PROBLEM: Provide an exact copy of the lines from the beginning of the records through the line that includes "let len = len.max(1);", and of no others.

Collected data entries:
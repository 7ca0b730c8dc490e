//! Progressive-reveal GIF animation.
//!
//! Long curves cannot be animated one segment per frame (lcm-sized curves
//! run to tens of thousands of points), so the reveal is chunked: each frame
//! extends the drawn prefix by `chunk` points, with `chunk` chosen so the
//! frame count stays within the configured cap. The per-frame delay is then
//! derived so total playback lands near the target duration.

use std::path::Path;

use plotters::prelude::*;
use plotters_bitmap::BitMapBackend;

use crate::domain::{RunConfig, Viewport};
use crate::error::AppError;

use super::{PX_PER_SIZE, draw_polyline, render_error};

/// Chunking/timing plan for one animation.
///
/// Pure arithmetic, kept separate from encoding so it can be tested without
/// producing files.
#[derive(Debug, Clone, Copy, PartialEq, Eq)]
pub struct FramePlan {
    len: usize,
    /// Points revealed per frame.
    pub chunk: usize,
    /// Total frames; the last frame always shows the complete curve.
    pub frame_count: usize,
    /// Per-frame delay deriving the target playback duration.
    pub interval_ms: u64,
}

impl FramePlan {
    pub fn new(len: usize, max_frames: usize, duration_ms: u64) -> Self {
        let len = len.max(1);
        let chunk = len.div_ceil(max_frames.max(1)).max(1);
        let frame_count = len.div_ceil(chunk);
        let interval_ms = (duration_ms / frame_count as u64).max(1);
        Self {
            len,
            chunk,
            frame_count,
            interval_ms,
        }
    }

    /// Prefix lengths to draw, one per frame.
    pub fn prefixes(&self) -> impl Iterator<Item = usize> + '_ {
        (1..=self.frame_count).map(|i| (i * self.chunk).min(self.len))
    }
}

/// Encode the progressive reveal of one curve as a GIF.
pub fn render_animation(
    path: &Path,
    points: &[(f64, f64)],
    viewport: &Viewport,
    config: &RunConfig,
) -> Result<(), AppError> {
    let plan = FramePlan::new(points.len(), config.max_frames, config.duration_ms);
    let px = config.size.max(1) * PX_PER_SIZE;

    let backend = BitMapBackend::gif(path, (px, px), plan.interval_ms as u32)
        .map_err(|e| render_error(path, e))?;
    let root = backend.into_drawing_area();

    for prefix in plan.prefixes() {
        root.fill(&WHITE).map_err(|e| render_error(path, e))?;
        draw_polyline(&root, viewport, &points[..prefix]).map_err(|e| render_error(path, e))?;
        root.present().map_err(|e| render_error(path, e))?;
    }

    Ok(())
}

#[cfg(test)]
mod tests {
    use super::*;

    #[test]
    fn short_curves_reveal_one_point_per_frame() {
        let plan = FramePlan::new(31, 500, 5_000);
        assert_eq!(plan.chunk, 1);
        assert_eq!(plan.frame_count, 31);
        assert_eq!(plan.interval_ms, 5_000 / 31);
        let prefixes: Vec<usize> = plan.prefixes().collect();
        assert_eq!(prefixes.first(), Some(&1));
        assert_eq!(prefixes.last(), Some(&31));
        assert!(prefixes.windows(2).all(|w| w[1] == w[0] + 1));
    }

    #[test]
    fn long_curves_respect_the_frame_cap() {
        // (12, 31, 97) has lcm 36084, so 36085 points: a realistic worst
        // case for a date-derived curve.
        let plan = FramePlan::new(36_085, 500, 5_000);
        assert!(plan.frame_count <= 500);
        assert!(plan.chunk >= 36_085 / 500);
        assert_eq!(plan.prefixes().last(), Some(36_085));
    }

    #[test]
    fn final_frame_always_contains_the_full_curve() {
        for len in [1, 2, 499, 500, 501, 1_000, 12_277] {
            let plan = FramePlan::new(len, 500, 5_000);
            assert_eq!(plan.prefixes().last(), Some(len), "len={len}");
            assert!(plan.prefixes().all(|p| p <= len));
        }
    }

    #[test]
    fn interval_never_drops_to_zero() {
        let plan = FramePlan::new(400, 500, 10);
        assert_eq!(plan.interval_ms, 1);
    }

    #[test]
    fn playback_lands_near_the_target_duration() {
        let plan = FramePlan::new(10_000, 500, 5_000);
        let total = plan.interval_ms * plan.frame_count as u64;
        assert!((4_000..=6_000).contains(&total), "total={total}");
    }
}
//! Top-level application orchestration.
//!
//! `src/main.rs` is intentionally tiny; this module is the "real main" that:
//! - parses CLI arguments
//! - resolves dates and output locations
//! - builds the render jobs
//! - fans them out over the worker pool

use clap::Parser;

use crate::cli::{Command, DaysArgs, NumsArgs};
use crate::domain::{JobKind, RunConfig};
use crate::error::AppError;
use crate::schedule;

pub mod pipeline;

/// Entry point for the `expsum` binary.
pub fn run() -> Result<(), AppError> {
    // We want a bare `expsum` (and `expsum -f 2024-01-01 ...`) to behave like
    // `expsum days ...`, and `expsum 2 3 5` to behave like `expsum nums 2 3 5`.
    //
    // Clap requires a subcommand name, so we do a small, explicit rewrite of
    // the argv list before parsing. This preserves a clean clap structure
    // while keeping the short invocations convenient.
    let argv = rewrite_args(std::env::args().collect());
    let cli = crate::cli::Cli::parse_from(argv);

    match cli.command {
        Command::Days(args) => handle_days(args),
        Command::Nums(args) => handle_nums(args),
    }
}

fn handle_days(args: DaysArgs) -> Result<(), AppError> {
    let (start, end) = crate::cli::resolve_date_range(&args)?;
    let root = crate::cli::resolve_save_to(args.save_to)?;

    let kind = if args.multi {
        JobKind::Grid
    } else if args.animate {
        JobKind::Animate
    } else {
        JobKind::Plot
    };
    let jobs = schedule::date_jobs(start, end, &root, kind)?;

    let config = RunConfig {
        size: args.size,
        margin: 0.0,
        // Animations are expensive per job, so the pool pays off sooner.
        parallel_threshold: if args.animate { 5 } else { 12 },
        ..RunConfig::default()
    };

    let what = if args.animate { "animations" } else { "plots" };
    println!("Exponential sum {what} from {start} to {end} ...");
    pipeline::run_jobs(&jobs, &config)?;
    println!("... finished.");
    Ok(())
}

fn handle_nums(args: NumsArgs) -> Result<(), AppError> {
    let root = crate::cli::resolve_save_to(args.save_to)?;

    let jobs = if args.permutations {
        schedule::permutation_jobs(&args.numbers, &root)?
    } else {
        vec![schedule::number_job(&args.numbers, &root, args.animate)?]
    };

    let config = RunConfig {
        size: args.size,
        // Free-number plots pad the window slightly.
        margin: 0.5,
        ..RunConfig::default()
    };

    let ns = args
        .numbers
        .iter()
        .map(|n| n.to_string())
        .collect::<Vec<_>>()
        .join(", ");
    if args.permutations {
        println!("Exponential sum plots for all permutations of {ns} ...");
    } else if args.animate {
        println!("Exponential sum animation for {ns} ...");
    } else {
        println!("Exponential sum plot for {ns} ...");
    }
    pipeline::run_jobs(&jobs, &config)?;
    println!("... finished.");
    Ok(())
}

/// Rewrite argv so the subcommand can be omitted.
///
/// Rules:
/// - `expsum`                      -> `expsum days` (today's plot)
/// - `expsum -f 2024-01-01 ...`    -> `expsum days -f 2024-01-01 ...`
/// - `expsum 2 3 5 ...`            -> `expsum nums 2 3 5 ...`
/// - `expsum --help/--version/-h`  -> unchanged (top-level help/version)
fn rewrite_args(mut argv: Vec<String>) -> Vec<String> {
    let Some(arg1) = argv.get(1).cloned() else {
        argv.push("days".to_string());
        return argv;
    };

    let is_top_level_help_or_version = matches!(
        arg1.as_str(),
        "-h" | "--help" | "-V" | "--version" | "help"
    );
    if is_top_level_help_or_version {
        return argv;
    }

    let is_subcommand = matches!(arg1.as_str(), "days" | "nums");
    if is_subcommand {
        return argv;
    }

    // A leading integer means a number tuple (this also catches negative
    // values, which then fail validation with a proper message).
    if arg1.parse::<i64>().is_ok() {
        argv.insert(1, "nums".to_string());
        return argv;
    }

    // If the first token is a flag, treat it as "days flags".
    if arg1.starts_with('-') {
        argv.insert(1, "days".to_string());
        return argv;
    }

    // Otherwise, leave as-is.
    argv
}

ANSWER TO THE EXERCISE:
repository 7ca0b730c8dc490e
//! Progressive-reveal GIF animation.
//!
//! Long curves cannot be animated one segment per frame (lcm-sized curves
//! run to tens of thousands of points), so the reveal is chunked: each frame
//! extends the drawn prefix by `chunk` points, with `chunk` chosen so the
//! frame count stays within the configured cap. The per-frame delay is then
//! derived so total playback lands near the target duration.

use std::path::Path;

use plotters::prelude::*;
use plotters_bitmap::BitMapBackend;

use crate::domain::{RunConfig, Viewport};
use crate::error::AppError;

use super::{PX_PER_SIZE, draw_polyline, render_error};

/// Chunking/timing plan for one animation.
///
/// Pure arithmetic, kept separate from encoding so it can be tested without
/// producing files.
#[derive(Debug, Clone, Copy, PartialEq, Eq)]
pub struct FramePlan {
    len: usize,
    /// Points revealed per frame.
    pub chunk: usize,
    /// Total frames; the last frame always shows the complete curve.
    pub frame_count: usize,
    /// Per-frame delay deriving the target playback duration.
    pub interval_ms: u64,
}

impl FramePlan {
    pub fn new(len: usize, max_frames: usize, duration_ms: u64) -> Self {
        let len = len.max(1);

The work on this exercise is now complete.